“Oh shit,” said the Human Stain as he stared at his laptop.
“What’s going on?” Lara asked, eating a spoon of Nutella while leaning in the doorway.
“I got an email from the Justice Squadron,” the super-hero replied. “Oh, I don’t know if I want to open it.”
“Open it, you chicken,” Lara said. “It could be a yes, or it could just be that they need your mother’s maiden name or something to run a background check.”
“Rejection,” he announced.
“Sorry, man.”
“We had a record number of very strong applicants this year,” the hero read, “but we will keep your information on file.”
“So, you’re kinda waitlisted,” Lara consoled. She held her spoon in her mouth a tapped the hero on both his shoulders.
“Do you think I could’ve been a better hero if I weren’t raised by my parents?”

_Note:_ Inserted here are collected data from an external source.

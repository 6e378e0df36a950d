use crate::models::{AssetKey, DeleteOutcome, ResourceType};
use crate::store::{MediaStore, StoreResult};

/// Remove the asset at `key`. Whether a missing key counts as success is up
/// to the store; both backends report it as `DeleteOutcome::NotFound`.
pub async fn delete(
    store: &dyn MediaStore,
    key: &AssetKey,
    resource_type: ResourceType,
) -> StoreResult<DeleteOutcome> {
    let outcome = store.destroy(key, resource_type).await?;
    match outcome {
        DeleteOutcome::Deleted => tracing::info!(key = %key, %resource_type, "Asset deleted"),
        DeleteOutcome::NotFound => {
            tracing::info!(key = %key, %resource_type, "Delete requested for missing asset")
        }
    }
    Ok(outcome)
}
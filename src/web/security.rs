use axum::body::Body;
use axum::http::{header, HeaderValue, Request, Response};
use axum::middleware::Next;
use std::collections::HashMap;
use std::sync::{PoisonError, RwLock};
use std::time::{Duration, Instant};

pub fn security_headers<B>(mut response: Response<B>) -> Response<B> {
    let headers = response.headers_mut();

    headers.insert(
        header::X_CONTENT_TYPE_OPTIONS,
        HeaderValue::from_static("nosniff"),
    );

    headers.insert(header::X_FRAME_OPTIONS, HeaderValue::from_static("DENY"));

    headers.insert(
        header::REFERRER_POLICY,
        HeaderValue::from_static("strict-origin-when-cross-origin"),
    );

    headers.insert(
        header::CONTENT_SECURITY_POLICY,
        HeaderValue::from_static("default-src 'none'; frame-ancestors 'none'"),
    );

    headers.insert(header::CACHE_CONTROL, HeaderValue::from_static("no-store"));

    response
}

/// Sliding-window attempt counter keyed by caller-chosen strings.
pub struct RateLimiter {
    attempts: RwLock<HashMap<String, Vec<Instant>>>,
    max_attempts: usize,
    lockout: Duration,
}

impl Default for RateLimiter {
    fn default() -> Self {
        Self::new(5, Duration::from_secs(900))
    }
}

impl RateLimiter {
    pub fn new(max_attempts: usize, lockout: Duration) -> Self {
        Self {
            attempts: RwLock::new(HashMap::new()),
            max_attempts,
            lockout,
        }
    }

    /// `false` once `key` has used up its attempts inside the lockout window.
    pub fn check(&self, key: &str) -> bool {
        let now = Instant::now();
        let mut attempts = self.attempts.write().unwrap_or_else(PoisonError::into_inner);

        let entry = attempts.entry(key.to_string()).or_default();
        entry.retain(|t| now.duration_since(*t) < self.lockout);

        entry.len() < self.max_attempts
    }

    pub fn record_attempt(&self, key: &str) {
        let mut attempts = self.attempts.write().unwrap_or_else(PoisonError::into_inner);
        let entry = attempts.entry(key.to_string()).or_default();
        entry.push(Instant::now());
    }

    pub fn clear(&self, key: &str) {
        let mut attempts = self.attempts.write().unwrap_or_else(PoisonError::into_inner);
        attempts.remove(key);
    }

    pub fn cleanup(&self) {
        let now = Instant::now();
        let mut attempts = self.attempts.write().unwrap_or_else(PoisonError::into_inner);
        attempts.retain(|_, v| {
            v.retain(|t| now.duration_since(*t) < self.lockout);
            !v.is_empty()
        });
    }
}

pub async fn apply_security_headers(request: Request<Body>, next: Next) -> Response<Body> {
    let response = next.run(request).await;
    security_headers(response)
}
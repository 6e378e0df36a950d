use clap::Parser;
use mediadesk::cli::{Cli, Commands};
use tracing_subscriber::{layer::SubscriberExt, util::SubscriberInitExt};

#[tokio::main]
async fn main() -> anyhow::Result<()> {
    tracing_subscriber::registry()
        .with(
            tracing_subscriber::EnvFilter::try_from_default_env()
                .unwrap_or_else(|_| "mediadesk=info,tower_http=debug".into()),
        )
        .with(tracing_subscriber::fmt::layer())
        .init();

    let cli = Cli::parse();

    match cli.command {
        Some(Commands::Init { path }) => {
            mediadesk::cli::init::run(&path)?;
        }
        Some(Commands::Serve { host, port }) => {
            mediadesk::cli::serve::run(&cli.config, host, port).await?;
        }
        Some(Commands::HashPassword) => {
            mediadesk::cli::password::run()?;
        }
        None => {
            use clap::CommandFactory;
            Cli::command().print_help()?;
        }
    }

    Ok(())
}
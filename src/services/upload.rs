//! Batch upload orchestration.
//!
//! Each well-formed item is classified as uploaded, skipped or failed,
//! independently of the others; the batch itself never fails. Items are
//! processed concurrently, except that items sharing a composite key run
//! one after another so a duplicate inside a batch sees its predecessor.

use super::existence;
use crate::models::{
    AssetKey, BatchResult, MediaPayload, SkipReason, UploadOutcome, UploadRequest,
};
use crate::store::{MediaStore, UploadOptions};
use std::collections::HashMap;
use std::sync::Arc;
use std::time::Duration;
use tokio::sync::Semaphore;
use tokio::task::JoinSet;

#[derive(Debug, Clone)]
pub struct UploadSettings {
    pub max_file_size: usize,
    pub concurrency: usize,
    pub item_timeout: Duration,
}

impl Default for UploadSettings {
    fn default() -> Self {
        Self {
            max_file_size: 10 * 1024 * 1024,
            concurrency: 4,
            item_timeout: Duration::from_secs(60),
        }
    }
}

/// Well-formed items of one batch grouped by composite id, in order of first
/// appearance. Scoped to a single `submit` call.
#[derive(Default)]
struct KeyQueues {
    order: Vec<String>,
    queues: HashMap<String, Vec<(usize, UploadRequest)>>,
}

impl KeyQueues {
    fn push(&mut self, folder: &str, index: usize, request: UploadRequest) {
        let id = format!("{}/{}", folder, request.public_id);
        let queue = self.queues.entry(id.clone()).or_insert_with(|| {
            self.order.push(id);
            Vec::new()
        });
        queue.push((index, request));
    }

    fn into_queues(mut self) -> impl Iterator<Item = Vec<(usize, UploadRequest)>> {
        self.order
            .into_iter()
            .filter_map(move |id| self.queues.remove(&id))
    }
}

#[derive(Clone)]
pub struct UploadOrchestrator {
    store: Arc<dyn MediaStore>,
    settings: UploadSettings,
}

impl UploadOrchestrator {
    pub fn new(store: Arc<dyn MediaStore>, settings: UploadSettings) -> Self {
        Self { store, settings }
    }

    pub async fn submit(&self, batch: Vec<UploadRequest>, folder: &str) -> BatchResult {
        let mut queues = KeyQueues::default();
        let mut public_ids = Vec::new();

        for request in batch {
            if !request.is_well_formed() {
                tracing::debug!(public_id = %request.public_id, "Dropping malformed batch item");
                continue;
            }
            let index = public_ids.len();
            public_ids.push(request.public_id.clone());
            queues.push(folder, index, request);
        }

        let permits = Arc::new(Semaphore::new(self.settings.concurrency.max(1)));
        let mut tasks = JoinSet::new();

        for queue in queues.into_queues() {
            let store = self.store.clone();
            let settings = self.settings.clone();
            let permits = permits.clone();
            let folder = folder.to_string();

            tasks.spawn(async move {
                let mut outcomes = Vec::with_capacity(queue.len());
                for (index, request) in queue {
                    // The semaphore is never closed.
                    let _permit = permits.acquire().await.ok();
                    let public_id = request.public_id.clone();
                    // Own task per item, so a panic costs only this item's outcome.
                    let item = tokio::spawn(run_item(
                        store.clone(),
                        settings.clone(),
                        folder.clone(),
                        request,
                    ));
                    let outcome = match item.await {
                        Ok(outcome) => outcome,
                        Err(e) => {
                            tracing::error!(public_id = %public_id, "Upload item aborted: {}", e);
                            UploadOutcome::failed(public_id, "internal error")
                        }
                    };
                    outcomes.push((index, outcome));
                }
                outcomes
            });
        }

        let mut slots: Vec<Option<UploadOutcome>> = public_ids.iter().map(|_| None).collect();
        while let Some(joined) = tasks.join_next().await {
            match joined {
                Ok(outcomes) => {
                    for (index, outcome) in outcomes {
                        tracing::debug!(public_id = %outcome.public_id(), "Upload item classified");
                        slots[index] = Some(outcome);
                    }
                }
                Err(e) => tracing::error!("Upload task aborted: {}", e),
            }
        }

        slots
            .into_iter()
            .zip(public_ids)
            .map(|(slot, public_id)| {
                slot.unwrap_or_else(|| UploadOutcome::failed(public_id, "internal error"))
            })
            .collect()
    }
}

async fn run_item(
    store: Arc<dyn MediaStore>,
    settings: UploadSettings,
    folder: String,
    request: UploadRequest,
) -> UploadOutcome {
    let public_id = request.public_id.clone();
    match tokio::time::timeout(
        settings.item_timeout,
        process_item(store.as_ref(), &settings, &folder, request),
    )
    .await
    {
        Ok(outcome) => outcome,
        Err(_) => {
            tracing::warn!(public_id = %public_id, "Upload item timed out");
            UploadOutcome::failed(public_id, "timeout")
        }
    }
}

async fn process_item(
    store: &dyn MediaStore,
    settings: &UploadSettings,
    folder: &str,
    request: UploadRequest,
) -> UploadOutcome {
    let UploadRequest { file, public_id } = request;

    let key = match AssetKey::new(folder, &public_id) {
        Ok(key) => key,
        Err(e) => return UploadOutcome::failed(public_id, e.to_string()),
    };

    let payload = match MediaPayload::from_data_url(&file) {
        Ok(payload) => payload,
        Err(e) => return UploadOutcome::failed(public_id, e.to_string()),
    };
    if payload.len() > settings.max_file_size {
        return UploadOutcome::failed(
            public_id,
            format!(
                "File too large: {} bytes (max {} bytes)",
                payload.len(),
                settings.max_file_size
            ),
        );
    }

    let resource_type = payload.resource_type();

    if existence::exists(store, &key).await {
        tracing::info!(key = %key, "Asset already exists, skipping");
        return UploadOutcome::Skipped {
            public_id,
            reason: SkipReason::AlreadyExists,
        };
    }

    match store
        .upload(&key, &payload, resource_type, UploadOptions::create_only())
        .await
    {
        Ok(record) => {
            tracing::debug!(key = %key, url = %record.secure_url, "Asset uploaded");
            UploadOutcome::Uploaded {
                public_id,
                url: record.secure_url,
                format: if record.format.is_empty() {
                    payload.format()
                } else {
                    record.format
                },
                resource_type,
            }
        }
        Err(e) => {
            tracing::warn!(key = %key, error = %e, "Upload failed");
            UploadOutcome::failed(public_id, e.to_string())
        }
    }
}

“I think you’d be more popular if you didn’t name yourself after a Philip Roth novel.”
“All the best heroes, they were raised by their aunts or uncles or butlers or some random farmers. But I had to grow up with my birth parents.”
“Coming from a loving home isn’t a disadvantage, Stain.”
“Look at history, though. It’s always dead parents or absent parents, or what have you. Even all the Greek heroes were the result of some god bed-tricking some poor women and cuckolding her husband.”
“Thor, Beowulf, Gilgamesh, I think they all had good parents. And hey, maybe your uncle is really your dad or something.”